All right, y'all, welcome back to the show.
It's anti-war radio.
Uh, all right, but now we go to, uh, Robert Palito, Palito.
I'm not sure yet.
Um, he is an associate professor of political science at Seton Hall university, a former trial attorney and a contributor to foreign policy in focus.
He's the editor of torture and state violence in the United States and has an article co-written with his wife, Laura Melendez, Palito or Palito.
I don't know yet.
Uh, today it's a rerunning from foreign policy and focus at anti-war.com.
Welcome to the show.
How are you doing Robert?
Very well.
Thanks.
And, uh, how do you say your last name?
I'm sorry.
Palito.
Palito.
Okay.
I wasn't sure if the two T's meant that I had to shorten the eye or exactly how that goes, but I'm sure you've run into that before.
Yes.
Right.
Okay, great.
Uh, psychologists and torture then, and now it's a tragedy and farce story.
You say?
Yes.
And so which is the tragedy and which is the farce?
Well, I mean, the tragedy is that that happened in the first place.
And, um, Alfred McCoy, the historian from university of Wisconsin has, uh, detailed the history from the cold war when the CIA was sort of looking for researchers who would help them, um, explore mind control, they thought that the Soviets were making advances in mind control, which helped them to, uh, brainwash, um, prisoners.
And, uh, the CIA was hoping that we could catch up and unfortunately there were psychologists who were willing to participate in various forms of experiments, uh, funded by the CIA.
And ultimately much of this research found its way into, um, counter interrogation protocols, uh, that the United States was using.
So that was what happened, um, 60 years ago.
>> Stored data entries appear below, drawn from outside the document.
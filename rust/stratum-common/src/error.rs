use thiserror::Error;

/// Error type used throughout the Stratum crates.
///
/// The actual error information lives in a boxed [`ErrorKind`], keeping the
/// `Result` payload a single pointer wide on the happy path.
#[derive(Debug, Error)]
#[error(transparent)]
pub struct Error(Box<ErrorKind>);

impl Error {
    pub fn kind(&self) -> &ErrorKind {
        self.0.as_ref()
    }

    pub fn into_kind(self) -> ErrorKind {
        *self.0
    }

    /// Creates a storage-format error for the named format element.
    ///
    /// This covers everything that renders a chunk unreadable: truncated
    /// bytes, out-of-range dictionary codes, page ordering violations,
    /// presence/value count mismatches.
    pub fn invalid_format(element: impl Into<String>, message: impl Into<String>) -> Error {
        Error(
            ErrorKind::InvalidFormat {
                element: element.into(),
                message: message.into(),
            }
            .into(),
        )
    }

    /// Creates an error for an invalid caller-supplied argument or
    /// configuration value (e.g. a zero batch capacity).
    pub fn invalid_arg(name: impl Into<String>, message: impl Into<String>) -> Error {
        Error(
            ErrorKind::InvalidArgument {
                name: name.into(),
                message: message.into(),
            }
            .into(),
        )
    }

    pub fn invalid_operation(name: impl Into<String>) -> Error {
        Error(ErrorKind::InvalidOperation { name: name.into() }.into())
    }

    pub fn io(context: impl Into<String>, source: std::io::Error) -> Error {
        Error(
            ErrorKind::Io {
                context: context.into(),
                source,
            }
            .into(),
        )
    }

    /// Returns `true` if this error denotes corrupt or malformed storage.
    pub fn is_format_error(&self) -> bool {
        matches!(self.kind(), ErrorKind::InvalidFormat { .. })
    }
}

#[derive(Debug, Error)]
pub enum ErrorKind {
    #[error("invalid argument {name}: {message}")]
    InvalidArgument { name: String, message: String },

    #[error("invalid operation {name}")]
    InvalidOperation { name: String },

    #[error("invalid storage format for '{element}': {message}")]
    InvalidFormat { element: String, message: String },

    #[error("IO error for '{context}': {source}")]
    Io {
        context: String,
        source: std::io::Error,
    },
}

impl From<ErrorKind> for Error {
    fn from(kind: ErrorKind) -> Self {
        Error(kind.into())
    }
}

impl From<std::io::Error> for Error {
    fn from(e: std::io::Error) -> Self {
        Error::io("", e)
    }
}

#[cfg(test)]
mod tests {
    use super::*;

    #[test]
    fn test_error_kind_classification() {
        let err = Error::invalid_format("page header", "truncated");
        assert!(err.is_format_error());
        assert!(matches!(err.kind(), ErrorKind::InvalidFormat { .. }));

        let err = Error::invalid_arg("batch_capacity", "must be non-zero");
        assert!(!err.is_format_error());

        let err: Error = std::io::Error::new(std::io::ErrorKind::UnexpectedEof, "eof").into();
        assert!(matches!(err.kind(), ErrorKind::Io { .. }));
    }

    #[test]
    fn test_error_display_carries_context() {
        let err = Error::invalid_format("dictionary page", "declared 10 entries, found 7");
        let text = err.to_string();
        assert!(text.contains("dictionary page"));
        assert!(text.contains("declared 10 entries"));
    }
}
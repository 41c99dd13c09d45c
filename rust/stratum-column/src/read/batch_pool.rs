//! Pooling of output batches with an explicit acquire/release scope.

use std::{
    ops::{Deref, DerefMut},
    sync::Mutex,
};

use stratum_format::schema::BasicTypeDescriptor;
use stratum_sequence::batch::ValueBatch;

/// Owns the output buffers handed to batch consumers.
///
/// In reuse mode, storage recycled through dropped [`BatchGuard`]s is
/// cleared and handed out again, so a long scan allocates a constant number
/// of buffers. In fresh mode every acquisition allocates a new batch and
/// dropped guards discard their storage.
#[derive(Debug)]
pub struct BatchPool {
    type_desc: BasicTypeDescriptor,
    reuse: bool,
    spare: Mutex<Vec<ValueBatch>>,
}

impl BatchPool {
    pub fn new(type_desc: BasicTypeDescriptor, reuse: bool) -> BatchPool {
        BatchPool {
            type_desc,
            reuse,
            spare: Mutex::new(Vec::new()),
        }
    }

    pub fn reuse_enabled(&self) -> bool {
        self.reuse
    }

    /// Acquires an empty batch able to hold `capacity` rows.
    ///
    /// A recycled batch is fully invalidated before it is handed out: its
    /// length is zero and it carries no validity markers from the prior
    /// fill. The guard returns the storage on drop.
    pub fn acquire(&self, capacity: usize) -> BatchGuard<'_> {
        let batch = if self.reuse {
            self.spare.lock().unwrap().pop()
        } else {
            None
        };
        let batch = match batch {
            Some(mut batch) => {
                batch.clear();
                batch
            }
            None => ValueBatch::with_capacity(self.type_desc, capacity),
        };
        BatchGuard { pool: self, batch }
    }

    fn release(&self, mut batch: ValueBatch) {
        if self.reuse {
            batch.clear();
            self.spare.lock().unwrap().push(batch);
        }
    }

    #[cfg(test)]
    fn spare_count(&self) -> usize {
        self.spare.lock().unwrap().len()
    }
}

/// Scoped ownership of one batch acquired from a [`BatchPool`].
///
/// Holding the guard keeps the batch contents alive and untouched; dropping
/// it signals the pool that the consumer is done, allowing the backing
/// storage to be reused for the next batch.
pub struct BatchGuard<'a> {
    pool: &'a BatchPool,
    batch: ValueBatch,
}

impl Deref for BatchGuard<'_> {
    type Target = ValueBatch;

    fn deref(&self) -> &Self::Target {
        &self.batch
    }
}

impl DerefMut for BatchGuard<'_> {
    fn deref_mut(&mut self) -> &mut Self::Target {
        &mut self.batch
    }
}

impl Drop for BatchGuard<'_> {
    fn drop(&mut self) {
        let batch = std::mem::replace(&mut self.batch, ValueBatch::empty(self.pool.type_desc));
        self.pool.release(batch);
    }
}

#[cfg(test)]
mod tests {
    use super::*;
    use stratum_format::schema::{BasicType, BasicTypeDescriptor};

    fn desc() -> BasicTypeDescriptor {
        BasicTypeDescriptor::new(BasicType::Int64, true)
    }

    #[test]
    fn test_fresh_mode_discards() {
        let pool = BatchPool::new(desc(), false);
        {
            let mut guard = pool.acquire(16);
            guard.push_value(1i64);
        }
        assert_eq!(pool.spare_count(), 0);
    }

    #[test]
    fn test_reuse_mode_recycles_cleared() {
        let pool = BatchPool::new(desc(), true);
        {
            let mut guard = pool.acquire(16);
            guard.push_value(42i64);
            guard.push_null();
            assert_eq!(guard.len(), 2);
        }
        assert_eq!(pool.spare_count(), 1);

        let guard = pool.acquire(16);
        assert!(guard.is_empty());
        assert_eq!(guard.presence.count_nulls(), 0);
        assert_eq!(pool.spare_count(), 0);
    }

    #[test]
    fn test_two_guards_outstanding() {
        let pool = BatchPool::new(desc(), true);
        let a = pool.acquire(8);
        let b = pool.acquire(8);
        drop(a);
        drop(b);
        assert_eq!(pool.spare_count(), 2);
    }
}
And it was tragic that it happened in the first place, but what we were struck by is how this history is sort of coming back to us now in the post 9 11 world.
Well, yeah, it's interesting how, uh, even just right here in the first paragraph, you guys have it straight that they went with all their MK ultra mind control experiments, but these, they kind of all bled over pretty quickly, it looks like into just plain old interrogation.
And especially if you're a Latin American colonel and you're a torturing a Latin American victim, this is the kind of stuff that you do to just your regular captives on a regular basis, I guess, same for the Vietnamese.
Right.
Well, the problem is that the, that the, um, some of the research had to do with how is it that people would confess the things that were false?
Um, uh, Albert Biederman studied some captives, uh, uh, who had been interrogated by the Chinese military, uh, in, in, in the Korean war.
And, uh, said that it was remarkable how people would confess all sorts of outlandish things.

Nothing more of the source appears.